Anyway you slice it: No more 3.5 to 4 hr.comutes. That means more time to build the farm and the brewery! Over the past three and a half years I had spent just under 100 days commuting in my car. That is plenty enough.
What a difference a week makes in the beer world. Still unable to leave well enough alone, I tried another of my lagers. Last week the lager was flat and sweet. This week it is well carbonated and quite tasty. As before, it tends toward the more fruity lagers such as Heineken of Steinlager. There is some cideriness, but I think that will pass as it ages. Based on results thus far, I would recommend that anyone who has not tried dry lager yeast to give it a try.

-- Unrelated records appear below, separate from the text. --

//! # vigil-core
//!
//! Value model underneath the Vigil change monitor.
//!
//! This crate provides:
//! - A dynamic [`Value`] with scalars and shared composites (records,
//!   sequences, sets, maps, functions)
//! - Name-based property access with ownership classification
//! - Hierarchical property labels ([`PathLabel`])
//! - Structural cloning ([`deep_clone`]) with clone hooks and exclusion of
//!   injected template references
//!
//! ## Example
//!
//! ```rust
//! use vigil_core::{deep_clone, Value};
//! use serde_json::json;
//!
//! let original = Value::from(json!({"user": {"name": "Alice"}}));
//! let copy = deep_clone(&original, true);
//!
//! copy.get_property("user")
//!     .unwrap()
//!     .set_property("name", Value::from("Bob"))
//!     .unwrap();
//!
//! assert_eq!(original.to_json(), json!({"user": {"name": "Alice"}}));
//! assert_eq!(copy.to_json(), json!({"user": {"name": "Bob"}}));
//! ```

pub mod clone;
pub mod collections;
pub mod error;
pub mod fields;
pub mod path;
pub mod property;
pub mod record;
pub mod value;

pub use clone::deep_clone;
pub use collections::{ValueMap, ValueSet};
pub use error::CoreError;
pub use fields::Fields;
pub use path::{PathLabel, CONTEXT_KEY, DEFAULT_SEPARATOR};
pub use property::{parse_index, parse_length, Ownership, LENGTH, MAX_LENGTH, SIZE};
pub use record::{CloneHook, Function, NativeFn, Record, Template};
pub use value::{Shared, Value};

Believe it or not, I still have a few honey beers left. After nearly four months in the bottle it has matured into a fine libation. The flavor of the dark honey is well blended with the dark malt but remains prominent. Overall it has a definite wine like character. Though not particularly thick, this brew in definitely on the mead side of beer. So forging ahead, heedless of given wisdom and brewing with dark honey when all said it was folly, paid off. Dare to dream.
Sunday, April 5, 2009
I realize it has been only a week, but I could not wait to try one of the lagers I bottled last Sunday. As you can see from the photograph, it has yet to drop clear. Further, it has barely carbonated.
Given that lagers, by their nature, must be conditioned for long periods of time, trying one after a week was probably not the best idea. A few months in the cellar should set things straight. Then we will know if this experiment worked or not.
So I guess I really did jump the gun on trying this. The flavor is not bad, but does seem to be a bit sweet. Hopefully this means it has plenty of sugars left to ferment and carbonate itself.
My only concern is that the maple syrup had enough sugar to allow the beer to carbonate. I have not used maple syrup as a primer before, so this is an experiment. Let us hope not a failed one!
To my loyal readers: I will be posting only on Sundays for the near future. As I go through career transition and get the farm going for spring, my time is a bit limited. Thank you all for stopping in to see what I am up to.